Aim of the task: Word for word, give again the lines of the material below, from the one holding "Recorded merge history" to the last, with nothing added.

Source material:
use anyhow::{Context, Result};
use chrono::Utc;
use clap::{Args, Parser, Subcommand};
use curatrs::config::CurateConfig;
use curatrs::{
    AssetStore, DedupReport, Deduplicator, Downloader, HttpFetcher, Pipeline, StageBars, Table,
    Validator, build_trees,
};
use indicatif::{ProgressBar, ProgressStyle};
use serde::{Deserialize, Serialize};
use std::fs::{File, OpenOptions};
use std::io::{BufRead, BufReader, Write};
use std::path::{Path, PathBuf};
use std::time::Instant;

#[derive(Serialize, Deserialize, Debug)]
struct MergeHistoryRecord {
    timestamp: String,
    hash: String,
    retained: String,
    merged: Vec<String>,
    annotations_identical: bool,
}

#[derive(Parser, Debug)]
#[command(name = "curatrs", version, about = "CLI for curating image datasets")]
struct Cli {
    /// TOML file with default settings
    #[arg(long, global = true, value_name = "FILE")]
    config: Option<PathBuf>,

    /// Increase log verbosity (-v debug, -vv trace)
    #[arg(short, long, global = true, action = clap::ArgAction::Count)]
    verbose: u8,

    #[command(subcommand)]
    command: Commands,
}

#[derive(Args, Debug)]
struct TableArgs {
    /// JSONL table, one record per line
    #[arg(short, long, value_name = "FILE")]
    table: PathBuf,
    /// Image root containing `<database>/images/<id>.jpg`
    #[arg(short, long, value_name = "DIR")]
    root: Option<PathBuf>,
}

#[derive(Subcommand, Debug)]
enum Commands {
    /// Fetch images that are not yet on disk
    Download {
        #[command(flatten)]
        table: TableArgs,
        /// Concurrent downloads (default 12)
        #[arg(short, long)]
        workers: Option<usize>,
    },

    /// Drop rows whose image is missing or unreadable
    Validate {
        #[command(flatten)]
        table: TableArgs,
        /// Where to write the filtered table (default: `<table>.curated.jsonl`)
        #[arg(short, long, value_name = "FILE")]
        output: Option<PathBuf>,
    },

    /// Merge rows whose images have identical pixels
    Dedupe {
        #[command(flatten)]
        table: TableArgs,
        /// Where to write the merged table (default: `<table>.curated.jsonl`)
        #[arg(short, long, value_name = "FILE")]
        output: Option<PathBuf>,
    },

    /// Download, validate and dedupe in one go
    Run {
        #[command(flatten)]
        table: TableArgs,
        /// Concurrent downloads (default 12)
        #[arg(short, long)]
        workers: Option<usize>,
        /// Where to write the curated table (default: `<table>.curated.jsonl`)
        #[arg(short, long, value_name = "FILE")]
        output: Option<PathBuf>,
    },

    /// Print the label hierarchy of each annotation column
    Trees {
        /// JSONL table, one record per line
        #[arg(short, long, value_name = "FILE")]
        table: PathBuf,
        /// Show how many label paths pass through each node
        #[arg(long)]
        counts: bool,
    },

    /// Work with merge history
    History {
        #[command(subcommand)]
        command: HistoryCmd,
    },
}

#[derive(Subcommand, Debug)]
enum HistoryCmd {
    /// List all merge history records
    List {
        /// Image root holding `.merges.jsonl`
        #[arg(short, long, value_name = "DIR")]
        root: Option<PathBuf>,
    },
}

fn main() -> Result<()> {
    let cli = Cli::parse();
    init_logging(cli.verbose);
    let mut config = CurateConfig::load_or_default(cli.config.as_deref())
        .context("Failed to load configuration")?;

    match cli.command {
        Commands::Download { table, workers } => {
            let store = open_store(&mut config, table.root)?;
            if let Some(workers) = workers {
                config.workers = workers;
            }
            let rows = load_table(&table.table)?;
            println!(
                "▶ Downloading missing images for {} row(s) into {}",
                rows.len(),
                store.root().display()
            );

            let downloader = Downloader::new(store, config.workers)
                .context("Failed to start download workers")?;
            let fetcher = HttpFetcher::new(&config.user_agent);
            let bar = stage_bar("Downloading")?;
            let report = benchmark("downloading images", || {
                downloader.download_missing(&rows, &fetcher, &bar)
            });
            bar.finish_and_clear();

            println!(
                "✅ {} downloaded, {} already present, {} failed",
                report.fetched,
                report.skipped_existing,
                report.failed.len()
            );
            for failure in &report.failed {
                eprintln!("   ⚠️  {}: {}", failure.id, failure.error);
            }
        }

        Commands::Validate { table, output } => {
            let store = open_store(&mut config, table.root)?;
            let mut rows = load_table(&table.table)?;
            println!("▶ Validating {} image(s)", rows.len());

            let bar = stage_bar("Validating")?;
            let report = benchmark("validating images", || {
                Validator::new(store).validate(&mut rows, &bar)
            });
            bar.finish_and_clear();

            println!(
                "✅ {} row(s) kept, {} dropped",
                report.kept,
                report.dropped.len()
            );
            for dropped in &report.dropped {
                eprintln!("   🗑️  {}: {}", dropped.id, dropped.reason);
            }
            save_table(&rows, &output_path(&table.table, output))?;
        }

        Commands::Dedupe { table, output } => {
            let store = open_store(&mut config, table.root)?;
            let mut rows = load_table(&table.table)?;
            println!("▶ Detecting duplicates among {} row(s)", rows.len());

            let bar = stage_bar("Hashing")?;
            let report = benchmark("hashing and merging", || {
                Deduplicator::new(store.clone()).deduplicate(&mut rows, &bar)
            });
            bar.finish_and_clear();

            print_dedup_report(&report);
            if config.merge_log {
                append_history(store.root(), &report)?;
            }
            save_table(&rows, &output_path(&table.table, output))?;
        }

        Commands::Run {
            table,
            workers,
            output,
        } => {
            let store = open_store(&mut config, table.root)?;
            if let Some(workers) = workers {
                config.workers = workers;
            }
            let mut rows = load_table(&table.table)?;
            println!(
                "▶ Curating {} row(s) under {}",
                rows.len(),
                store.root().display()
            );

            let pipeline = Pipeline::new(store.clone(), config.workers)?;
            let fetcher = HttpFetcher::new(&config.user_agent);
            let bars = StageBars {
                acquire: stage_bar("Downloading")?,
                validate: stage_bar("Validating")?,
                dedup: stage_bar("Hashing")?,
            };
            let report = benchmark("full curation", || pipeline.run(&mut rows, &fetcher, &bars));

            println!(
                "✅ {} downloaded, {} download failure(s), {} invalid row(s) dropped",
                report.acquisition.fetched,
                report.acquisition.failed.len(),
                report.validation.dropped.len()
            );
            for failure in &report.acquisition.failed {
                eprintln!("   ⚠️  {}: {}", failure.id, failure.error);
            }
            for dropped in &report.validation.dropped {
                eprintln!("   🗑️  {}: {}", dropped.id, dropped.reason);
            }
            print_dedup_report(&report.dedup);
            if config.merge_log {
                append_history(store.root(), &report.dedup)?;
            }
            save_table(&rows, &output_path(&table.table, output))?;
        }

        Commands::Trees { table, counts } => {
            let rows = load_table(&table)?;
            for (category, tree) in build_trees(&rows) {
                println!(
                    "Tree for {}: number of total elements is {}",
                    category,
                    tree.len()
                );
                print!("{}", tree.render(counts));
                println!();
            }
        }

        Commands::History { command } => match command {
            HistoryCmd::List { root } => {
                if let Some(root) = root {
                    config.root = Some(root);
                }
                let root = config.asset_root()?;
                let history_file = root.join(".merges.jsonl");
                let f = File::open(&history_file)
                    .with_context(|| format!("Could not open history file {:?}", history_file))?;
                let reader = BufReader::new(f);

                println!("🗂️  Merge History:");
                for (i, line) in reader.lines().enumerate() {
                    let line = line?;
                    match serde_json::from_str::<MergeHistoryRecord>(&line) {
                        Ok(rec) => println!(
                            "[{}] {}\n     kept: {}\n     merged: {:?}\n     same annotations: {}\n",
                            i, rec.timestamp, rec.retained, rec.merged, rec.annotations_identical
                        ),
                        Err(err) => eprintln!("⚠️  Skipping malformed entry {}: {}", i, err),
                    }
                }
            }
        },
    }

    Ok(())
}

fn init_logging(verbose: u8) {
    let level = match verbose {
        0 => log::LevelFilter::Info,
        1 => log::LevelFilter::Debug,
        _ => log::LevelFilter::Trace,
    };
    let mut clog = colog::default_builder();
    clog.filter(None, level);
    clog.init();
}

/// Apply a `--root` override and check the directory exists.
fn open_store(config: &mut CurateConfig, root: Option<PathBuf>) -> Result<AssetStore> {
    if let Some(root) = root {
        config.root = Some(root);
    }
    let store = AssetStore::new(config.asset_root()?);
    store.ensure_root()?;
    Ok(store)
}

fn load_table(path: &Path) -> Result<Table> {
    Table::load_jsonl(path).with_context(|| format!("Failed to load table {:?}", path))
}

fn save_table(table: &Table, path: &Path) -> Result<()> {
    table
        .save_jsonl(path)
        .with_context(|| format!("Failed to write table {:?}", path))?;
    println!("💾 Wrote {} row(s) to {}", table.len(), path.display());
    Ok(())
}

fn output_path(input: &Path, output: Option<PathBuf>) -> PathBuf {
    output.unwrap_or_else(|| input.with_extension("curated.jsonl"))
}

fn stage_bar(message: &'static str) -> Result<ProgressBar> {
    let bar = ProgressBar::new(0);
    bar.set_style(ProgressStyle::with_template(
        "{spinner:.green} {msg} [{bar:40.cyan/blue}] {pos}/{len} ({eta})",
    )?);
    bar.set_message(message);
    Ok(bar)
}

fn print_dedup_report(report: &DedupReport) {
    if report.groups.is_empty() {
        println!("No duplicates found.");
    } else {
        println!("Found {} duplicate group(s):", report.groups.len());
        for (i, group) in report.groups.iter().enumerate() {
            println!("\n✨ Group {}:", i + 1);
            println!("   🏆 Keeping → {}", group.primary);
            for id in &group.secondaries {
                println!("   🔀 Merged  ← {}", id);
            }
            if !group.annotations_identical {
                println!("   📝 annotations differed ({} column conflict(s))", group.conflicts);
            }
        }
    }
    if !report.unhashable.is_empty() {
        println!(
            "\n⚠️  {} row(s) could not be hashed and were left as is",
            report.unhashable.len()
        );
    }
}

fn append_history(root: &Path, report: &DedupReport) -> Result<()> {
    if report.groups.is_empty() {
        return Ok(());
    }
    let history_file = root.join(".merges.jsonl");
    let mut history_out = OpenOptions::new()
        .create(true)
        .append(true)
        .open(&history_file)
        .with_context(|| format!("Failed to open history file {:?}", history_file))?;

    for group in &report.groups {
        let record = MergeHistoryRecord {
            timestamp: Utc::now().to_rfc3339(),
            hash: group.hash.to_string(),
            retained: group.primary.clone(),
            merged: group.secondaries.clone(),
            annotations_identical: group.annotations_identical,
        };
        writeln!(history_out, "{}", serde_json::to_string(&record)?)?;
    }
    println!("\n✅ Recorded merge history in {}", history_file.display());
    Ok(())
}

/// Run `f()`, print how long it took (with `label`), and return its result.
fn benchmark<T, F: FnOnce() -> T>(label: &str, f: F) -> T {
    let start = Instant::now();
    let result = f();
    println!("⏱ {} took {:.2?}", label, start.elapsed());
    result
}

Exercise result:
    println!("\n✅ Recorded merge history in {}", history_file.display());
    Ok(())
}

/// Run `f()`, print how long it took (with `label`), and return its result.
fn benchmark<T, F: FnOnce() -> T>(label: &str, f: F) -> T {
    let start = Instant::now();
    let result = f();
    println!("⏱ {} took {:.2?}", label, start.elapsed());
    result
}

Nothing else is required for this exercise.